* **Problem**
Please look for the string "info" below and report every line in which it occurs.

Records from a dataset

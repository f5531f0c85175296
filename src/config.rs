use std::env;
use std::path::PathBuf;

use tracing_subscriber::layer::SubscriberExt;
use tracing_subscriber::util::SubscriberInitExt;
use tracing_subscriber::{EnvFilter, fmt};

use crate::strength::{StrengthConfig, TierSchedule};
use crate::team_history::DEFAULT_FORM_WINDOW;

const CACHE_DIR: &str = "league_features";

#[derive(Debug, Clone, PartialEq)]
pub struct PipelineConfig {
    pub db_path: Option<PathBuf>,
    pub out_dir: PathBuf,
    /// Directory of `<season>.csv` second-tier standings.
    pub second_tier_dir: PathBuf,
    pub form_window: usize,
    pub strength: StrengthConfig,
    /// When set, a season whose team match counts differ is rejected.
    pub expected_matches_per_team: Option<usize>,
}

impl Default for PipelineConfig {
    fn default() -> Self {
        Self {
            db_path: None,
            out_dir: PathBuf::from("team_data"),
            second_tier_dir: PathBuf::from("table/second_tier"),
            form_window: DEFAULT_FORM_WINDOW,
            strength: StrengthConfig::default(),
            expected_matches_per_team: None,
        }
    }
}

impl PipelineConfig {
    pub fn from_env() -> Self {
        let defaults = Self::default();
        let form_window = env::var("FORM_WINDOW")
            .ok()
            .and_then(|val| val.trim().parse::<usize>().ok())
            .unwrap_or(defaults.form_window)
            .clamp(1, 38);
        let top_teams = env::var("TOP_TIER_TEAMS")
            .ok()
            .and_then(|val| val.trim().parse::<u32>().ok())
            .unwrap_or(defaults.strength.top.teams)
            .clamp(2, 40);
        let second_teams = env::var("SECOND_TIER_TEAMS")
            .ok()
            .and_then(|val| val.trim().parse::<u32>().ok())
            .unwrap_or(defaults.strength.second.teams)
            .clamp(2, 40);
        let expected_matches_per_team = opt_env("EXPECTED_MATCHES_PER_TEAM")
            .and_then(|val| val.trim().parse::<usize>().ok())
            .filter(|n| *n > 0);

        Self {
            db_path: opt_env("FEATURES_DB_PATH").map(PathBuf::from),
            out_dir: opt_env("FEATURES_OUT_DIR")
                .map(PathBuf::from)
                .unwrap_or(defaults.out_dir),
            second_tier_dir: opt_env("FEATURES_SECOND_TIER_DIR")
                .map(PathBuf::from)
                .unwrap_or(defaults.second_tier_dir),
            form_window,
            strength: StrengthConfig {
                top: TierSchedule { teams: top_teams },
                second: TierSchedule { teams: second_teams },
            },
            expected_matches_per_team,
        }
    }
}

fn opt_env(key: &str) -> Option<String> {
    env::var(key).ok().and_then(|val| {
        if val.trim().is_empty() {
            None
        } else {
            Some(val)
        }
    })
}

/// `$XDG_CACHE_HOME/league_features`, falling back to `~/.cache/league_features`.
pub fn app_cache_dir() -> Option<PathBuf> {
    if let Some(base) = opt_env("XDG_CACHE_HOME") {
        return Some(PathBuf::from(base).join(CACHE_DIR));
    }
    let home = opt_env("HOME")?;
    Some(PathBuf::from(home).join(".cache").join(CACHE_DIR))
}

/// Loads `.env.local` then `.env`, and installs the fmt subscriber.
/// `RUST_LOG` overrides `default_filter`.
pub fn init_runtime(default_filter: &str) {
    let _ = dotenvy::from_filename(".env.local");
    let _ = dotenvy::from_filename(".env");
    tracing_subscriber::registry()
        .with(EnvFilter::try_from_default_env().unwrap_or_else(|_| default_filter.into()))
        .with(fmt::layer().with_target(false))
        .init();
}
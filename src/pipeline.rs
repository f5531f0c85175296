use std::collections::HashMap;

use rayon::prelude::*;
use tracing::{info, warn};

use crate::config::PipelineConfig;
use crate::error::{FeatureError, Result};
use crate::form::{self, FormRow, SeasonForm};
use crate::league_table::{self, LeagueTable, Tier};
use crate::match_store::SeasonMatches;
use crate::rival::{self, RivalRow};
use crate::season::Season;
use crate::strength::{self, LineageHints, StrengthRow, StrengthSet};
use crate::team_history::{self, HistoryRow, TeamTable};

pub type FeatureRow = RivalRow<FormRow<StrengthRow>>;
pub type FeatureTable = TeamTable<FeatureRow>;

#[derive(Debug, Clone, Copy)]
pub struct SeasonInputs<'a> {
    pub matches: &'a SeasonMatches,
    pub prior_top: Option<&'a LeagueTable>,
    pub prior_second: Option<&'a LeagueTable>,
    pub hints: &'a LineageHints,
}

#[derive(Debug, Clone)]
pub struct SeasonFeatures {
    pub season: Season,
    /// One table per team, sorted by team name.
    pub tables: Vec<FeatureTable>,
    pub league_table: LeagueTable,
    pub form: SeasonForm,
    /// Teams without prior-season strength (coefficients left undefined).
    pub missing_strength: Vec<FeatureError>,
}

/// Final top-tier standings of a season, from its own match table.
pub fn top_tier_table(data: &SeasonMatches, window: usize) -> Result<LeagueTable> {
    let histories = team_history::build_season_histories(data, window)?;
    Ok(league_table::from_histories(data.season, Tier::Top, &histories))
}

pub fn run_season(inputs: SeasonInputs<'_>, config: &PipelineConfig) -> Result<SeasonFeatures> {
    let histories = season_histories(inputs.matches, config)?;
    finish_season(inputs, histories, config)
}

fn season_histories(
    data: &SeasonMatches,
    config: &PipelineConfig,
) -> Result<Vec<TeamTable<HistoryRow>>> {
    if let Some(expected) = config.expected_matches_per_team {
        data.check_schedule(expected)?;
    }
    for (team, date) in data.same_day_collisions() {
        warn!(season = %data.season, team = %team, %date, "team listed twice on one date");
    }
    team_history::build_season_histories(data, config.form_window)
}

fn finish_season(
    inputs: SeasonInputs<'_>,
    histories: Vec<TeamTable<HistoryRow>>,
    config: &PipelineConfig,
) -> Result<SeasonFeatures> {
    let season = inputs.matches.season;
    let table = league_table::from_histories(season, Tier::Top, &histories);
    let teams = histories.iter().map(|t| t.team.clone()).collect::<Vec<_>>();

    let strengths = StrengthSet::compute(
        season,
        inputs.prior_top,
        inputs.prior_second,
        &config.strength,
    )?;
    let missing_strength = strengths.missing(season, &teams);
    for err in &missing_strength {
        warn!(%season, "{err}");
    }

    let with_strength = histories
        .into_par_iter()
        .map(|t| strength::attach_strength(t, &strengths, inputs.hints))
        .collect::<Result<Vec<_>>>()?;

    let form = form::standardize(season, &with_strength);
    let with_form = with_strength
        .into_iter()
        .map(|t| form.attach(t))
        .collect::<Vec<_>>();

    let tables = rival::join_rivals(with_form)?;
    info!(%season, teams = tables.len(), "season features built");

    Ok(SeasonFeatures {
        season,
        tables,
        league_table: table,
        form,
        missing_strength,
    })
}

/// Runs every season of `seasons`. A season's prior top-tier standings come
/// from the previous season, taken from `seasons` or else from `priors`;
/// `priors` only feed standings and produce no output. Second-tier standings
/// come from `second_tier`, keyed by the season they describe.
///
/// A failing season does not stop the others.
pub fn run_seasons(
    seasons: &[SeasonMatches],
    priors: &[SeasonMatches],
    second_tier: &HashMap<Season, LeagueTable>,
    hints: &HashMap<Season, LineageHints>,
    config: &PipelineConfig,
) -> Vec<(Season, Result<SeasonFeatures>)> {
    let prepared = seasons
        .par_iter()
        .map(|data| (data, season_histories(data, config)))
        .collect::<Vec<_>>();

    let mut top_tables = prepared
        .iter()
        .filter_map(|(data, histories)| {
            let histories = histories.as_ref().ok()?;
            Some((
                data.season,
                league_table::from_histories(data.season, Tier::Top, histories),
            ))
        })
        .collect::<HashMap<_, _>>();
    let prior_tables = priors
        .par_iter()
        .filter(|data| !seasons.iter().any(|s| s.season == data.season))
        .filter_map(|data| match top_tier_table(data, config.form_window) {
            Ok(table) => Some((data.season, table)),
            Err(err) => {
                warn!(season = %data.season, "standings unavailable: {err}");
                None
            }
        })
        .collect::<Vec<_>>();
    top_tables.extend(prior_tables);

    let no_hints = LineageHints::new();
    let mut out = prepared
        .into_par_iter()
        .map(|(data, histories)| {
            let prior = data.season.previous();
            let inputs = SeasonInputs {
                matches: data,
                prior_top: prior.and_then(|p| top_tables.get(&p)),
                prior_second: prior.and_then(|p| second_tier.get(&p)),
                hints: hints.get(&data.season).unwrap_or(&no_hints),
            };
            (
                data.season,
                histories.and_then(|h| finish_season(inputs, h, config)),
            )
        })
        .collect::<Vec<_>>();
    out.sort_by_key(|(season, _)| *season);
    out
}
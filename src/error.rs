use thiserror::Error;

use crate::season::Season;

/// Data-level failures surfaced per season/team.
///
/// Undefined statistics (empty windows, zero spread) are not errors: they are
/// carried as `None` in the output columns.
#[derive(Debug, Clone, PartialEq, Error)]
pub enum FeatureError {
    #[error("no prior-season strength entry for {team} (season {season})")]
    MissingPriorSeasonData { season: Season, team: String },

    #[error("{context}: expected exactly one row for {key}, found {matches}")]
    AmbiguousJoin {
        context: &'static str,
        key: String,
        matches: usize,
    },

    #[error("malformed input in season {season}, record {record}: {reason}")]
    MalformedInput {
        season: Season,
        record: String,
        reason: String,
    },
}

pub type Result<T> = std::result::Result<T, FeatureError>;
use std::path::PathBuf;

use league_features::match_store::{self, SeasonMatches};
use league_features::league_table::{self, LeagueTable, Tier};
use league_features::pipeline::top_tier_table;
use league_features::strength::{
    LineageHints, StrengthConfig, StrengthSet, TierSchedule, attach_strength, league_averages,
};
use league_features::team_history::build_team_history;
use league_features::{FeatureError, Season};

fn fixture_path(name: &str) -> PathBuf {
    let mut path = PathBuf::from(env!("CARGO_MANIFEST_DIR"));
    path.push("tests");
    path.push("fixtures");
    path.push(name);
    path
}

fn season(code: &str) -> Season {
    code.parse().expect("season code")
}

fn mini(code: &str) -> SeasonMatches {
    match_store::read_clean_csv(&fixture_path("mini_season.csv"), season(code))
        .expect("fixture should parse")
}

fn four_team_config() -> StrengthConfig {
    StrengthConfig {
        top: TierSchedule { teams: 4 },
        second: TierSchedule { teams: 24 },
    }
}

fn prior_top() -> LeagueTable {
    top_tier_table(&mini("1920"), 5).expect("prior standings")
}

fn second_tier() -> LeagueTable {
    league_table::read_table_csv(
        &fixture_path("second_tier_1920.csv"),
        season("1920"),
        Tier::Second,
        &league_table::default_aliases(),
    )
    .expect("second tier fixture should parse")
}

fn close(a: Option<f64>, b: f64) -> bool {
    a.is_some_and(|a| (a - b).abs() < 1e-9)
}

#[test]
fn league_averages_use_schedule_constants() {
    let avg = league_averages(&prior_top(), TierSchedule { teams: 4 });
    assert!((avg.home_scored - 17.0 / 12.0).abs() < 1e-9);
    assert!((avg.away_scored - 13.0 / 12.0).abs() < 1e-9);
    // Home conceded is away scored, seen from the other side.
    assert!((avg.home_conceded - avg.away_scored).abs() < 1e-9);
}

#[test]
fn coefficients_follow_fixture_venue() {
    let top = prior_top();
    let set = StrengthSet::compute(season("2021"), Some(&top), None, &four_team_config())
        .expect("strength set");
    let hints = LineageHints::new();

    let alpha = set.resolve(season("2021"), "Alpha", &hints).expect("alpha");
    assert!(close(alpha.home.attack, 24.0 / 17.0));
    assert!(close(alpha.home.defense, 8.0 / 13.0));
    assert!(close(alpha.away.attack, 28.0 / 13.0));
    assert!(close(alpha.away.defense, 12.0 / 17.0));

    let history = build_team_history(&mini("2021"), "Alpha", 5).expect("history");
    let table = attach_strength(history, &set, &hints).expect("attach");

    // Alpha hosts Beta first: Alpha's home figures against Beta's away figures.
    let first = table.rows[0].strength;
    let own = first.own.expect("own strength");
    let opp = first.opponent.expect("opponent strength");
    assert!(close(own.attack, 24.0 / 17.0));
    assert!(close(opp.attack, 8.0 / 13.0));
    assert!(!own.from_second_tier);

    // Second fixture is away at Delta.
    let second = table.rows[1].strength.own.expect("own strength");
    assert!(close(second.attack, 28.0 / 13.0));
}

#[test]
fn missing_team_is_reported_not_defaulted() {
    let top = prior_top();
    let set = StrengthSet::compute(season("2021"), Some(&top), None, &four_team_config())
        .expect("strength set");
    let err = set
        .resolve(season("2021"), "Epsilon", &LineageHints::new())
        .expect_err("no prior data");
    assert!(matches!(err, FeatureError::MissingPriorSeasonData { .. }));

    let missing = set.missing(season("2021"), &["Alpha".to_string(), "Epsilon".to_string()]);
    assert_eq!(missing.len(), 1);

    let empty = StrengthSet::default();
    let history = build_team_history(&mini("2021"), "Alpha", 5).expect("history");
    let table = attach_strength(history, &empty, &LineageHints::new()).expect("attach");
    assert!(table.rows.iter().all(|r| r.strength.own.is_none()));
    assert!(table.rows.iter().all(|r| r.strength.opponent.is_none()));
}

#[test]
fn team_in_both_tiers_needs_a_hint() {
    let top = prior_top();
    let second = second_tier();
    let set = StrengthSet::compute(season("2021"), Some(&top), Some(&second), &four_team_config())
        .expect("strength set");
    assert_eq!(set.collisions(), vec!["Gamma"]);

    let err = set
        .resolve(season("2021"), "Gamma", &LineageHints::new())
        .expect_err("ambiguous lineage");
    assert!(matches!(err, FeatureError::AmbiguousJoin { matches: 2, .. }));

    let hints = LineageHints::from([("Gamma".to_string(), Tier::Second)]);
    let gamma = set.resolve(season("2021"), "Gamma", &hints).expect("hinted");
    assert!(gamma.from_second_tier());
    assert_eq!(gamma.rank, 2);

    // Unhinted ambiguity surfaces through attachment as an error.
    let history = build_team_history(&mini("2021"), "Gamma", 5).expect("history");
    assert!(attach_strength(history, &set, &LineageHints::new()).is_err());
}

#[test]
fn wrong_prior_season_is_rejected() {
    let top = top_tier_table(&mini("1819"), 5).expect("standings");
    let err = StrengthSet::compute(season("2021"), Some(&top), None, &four_team_config());
    assert!(matches!(err, Err(FeatureError::MalformedInput { .. })));
}

#[test]
fn second_tier_csv_applies_aliases() {
    let table = second_tier();
    assert_eq!(table.rows.len(), 3);
    assert_eq!(table.rows[0].team, "Wolves");
    assert_eq!(table.rows[0].played, 46);
    assert_eq!(table.rows[0].goals.scored, 82);
    assert_eq!(table.rows[0].home.goals.conceded, 15);
    assert!(table.get("Wolverhampton").is_none());
}
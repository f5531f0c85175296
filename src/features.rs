use std::fmt;

/// Whether a value includes the fixture it is attached to.
#[derive(Debug, Clone, Copy, PartialEq, Eq, Hash)]
pub enum Timing {
    /// Includes the fixture itself (its own result, cumulative-through-now).
    AsOf,
    /// Strictly before the fixture.
    Trailing,
}

#[derive(Debug, Clone, Copy, PartialEq, Eq, Hash)]
pub enum Scope {
    Overall,
    Home,
    Away,
}

#[derive(Debug, Clone, Copy, PartialEq, Eq, Hash)]
pub enum Window {
    Match,
    Cumulative,
    /// The last `n` fixtures of the scope.
    Recent(usize),
}

#[derive(Debug, Clone, Copy, PartialEq, Eq, Hash)]
pub enum Metric {
    Points,
    Goals,
    Conceded,
    /// Points over the maximum obtainable in the same window.
    PointRatio,
    /// Cross-team z-score of cumulative points.
    StandardizedPoints,
}

#[derive(Debug, Clone, Copy, PartialEq, Eq, Hash)]
pub struct FeatureKey {
    pub timing: Timing,
    pub scope: Scope,
    pub window: Window,
    pub metric: Metric,
}

impl FeatureKey {
    pub const fn trailing(scope: Scope, window: Window, metric: Metric) -> Self {
        Self {
            timing: Timing::Trailing,
            scope,
            window,
            metric,
        }
    }

    pub const fn as_of(window: Window, metric: Metric) -> Self {
        Self {
            timing: Timing::AsOf,
            scope: Scope::Overall,
            window,
            metric,
        }
    }

    /// Flat column name, e.g. `trailing_home_last5_points` or `asof_cum_points`.
    pub fn column_name(&self) -> String {
        let mut parts: Vec<String> = Vec::with_capacity(4);
        parts.push(
            match self.timing {
                Timing::AsOf => "asof",
                Timing::Trailing => "trailing",
            }
            .to_string(),
        );
        match self.scope {
            Scope::Overall => {}
            Scope::Home => parts.push("home".to_string()),
            Scope::Away => parts.push("away".to_string()),
        }
        match self.window {
            Window::Match => {}
            Window::Cumulative => parts.push("cum".to_string()),
            Window::Recent(n) => parts.push(format!("last{n}")),
        }
        parts.push(
            match self.metric {
                Metric::Points => "points",
                Metric::Goals => "goals",
                Metric::Conceded => "conceded",
                Metric::PointRatio => "point_ratio",
                Metric::StandardizedPoints => "std_points",
            }
            .to_string(),
        );
        parts.join("_")
    }

    pub fn opponent_column_name(&self) -> String {
        format!("opponent_{}", self.column_name())
    }
}

impl fmt::Display for FeatureKey {
    fn fmt(&self, f: &mut fmt::Formatter<'_>) -> fmt::Result {
        f.write_str(&self.column_name())
    }
}

#[cfg(test)]
mod tests {
    use super::*;

    #[test]
    fn column_names_are_distinct_by_timing() {
        let trailing = FeatureKey::trailing(Scope::Overall, Window::Cumulative, Metric::Points);
        let as_of = FeatureKey::as_of(Window::Cumulative, Metric::Points);
        assert_eq!(trailing.column_name(), "trailing_cum_points");
        assert_eq!(as_of.column_name(), "asof_cum_points");
        assert_eq!(
            FeatureKey::trailing(Scope::Away, Window::Recent(5), Metric::PointRatio).column_name(),
            "trailing_away_last5_point_ratio"
        );
        assert_eq!(
            FeatureKey::as_of(Window::Match, Metric::Goals).opponent_column_name(),
            "opponent_asof_goals"
        );
    }
}
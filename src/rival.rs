use std::collections::HashMap;

use chrono::NaiveDate;
use rayon::prelude::*;
use serde::Serialize;

use crate::error::{FeatureError, Result};
use crate::form::HasForm;
use crate::team_history::{FixtureRow, HistoryRow, RollingFeatureSet, TeamTable};

/// The opponent's trailing features as computed in the opponent's own table.
#[derive(Debug, Clone, PartialEq, Serialize)]
pub struct OpponentFeatures {
    pub team: String,
    pub round: u32,
    pub rolling: RollingFeatureSet,
    pub std_cum_points: Option<f64>,
}

#[derive(Debug, Clone, PartialEq, Serialize)]
pub struct RivalRow<R> {
    pub base: R,
    pub opponent: OpponentFeatures,
}

impl<R: FixtureRow> FixtureRow for RivalRow<R> {
    fn history(&self) -> &HistoryRow {
        self.base.history()
    }
}

impl<R: HasForm> HasForm for RivalRow<R> {
    fn std_cum_points(&self) -> Option<f64> {
        self.base.std_cum_points()
    }
}

fn lookup<R: FixtureRow + HasForm>(
    index: &HashMap<&str, &TeamTable<R>>,
    team: &str,
    opponent: &str,
    date: NaiveDate,
) -> Result<OpponentFeatures> {
    let key = || format!("{team} vs {opponent} on {date}");
    let Some(table) = index.get(opponent) else {
        return Err(FeatureError::AmbiguousJoin {
            context: "rival features",
            key: key(),
            matches: 0,
        });
    };
    let found = table
        .rows_on(date)
        .filter(|r| r.fixture().opponent == team)
        .collect::<Vec<_>>();
    match found.as_slice() {
        [row] => Ok(OpponentFeatures {
            team: opponent.to_string(),
            round: row.fixture().round,
            rolling: row.rolling().clone(),
            std_cum_points: row.std_cum_points(),
        }),
        other => Err(FeatureError::AmbiguousJoin {
            context: "rival features",
            key: key(),
            matches: other.len(),
        }),
    }
}

/// Joins every fixture with the opponent's row for the same date and pairing.
///
/// All tables of the season must be present. Zero or several matching rows
/// for a fixture is an integrity error naming the fixture.
pub fn join_rivals<R>(tables: Vec<TeamTable<R>>) -> Result<Vec<TeamTable<RivalRow<R>>>>
where
    R: FixtureRow + HasForm + Sync,
{
    let opponents = {
        let index = tables
            .iter()
            .map(|t| (t.team.as_str(), t))
            .collect::<HashMap<_, _>>();
        tables
            .par_iter()
            .map(|t| {
                t.rows
                    .iter()
                    .map(|r| lookup(&index, &t.team, &r.fixture().opponent, r.fixture().date))
                    .collect::<Result<Vec<_>>>()
            })
            .collect::<Result<Vec<_>>>()?
    };

    Ok(tables
        .into_iter()
        .zip(opponents)
        .map(|(table, opps)| TeamTable {
            season: table.season,
            team: table.team,
            rows: table
                .rows
                .into_iter()
                .zip(opps)
                .map(|(base, opponent)| RivalRow { base, opponent })
                .collect(),
        })
        .collect())
}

* **Output below**
use tracing::{info, warn};
    info!(%season, teams = tables.len(), "season features built");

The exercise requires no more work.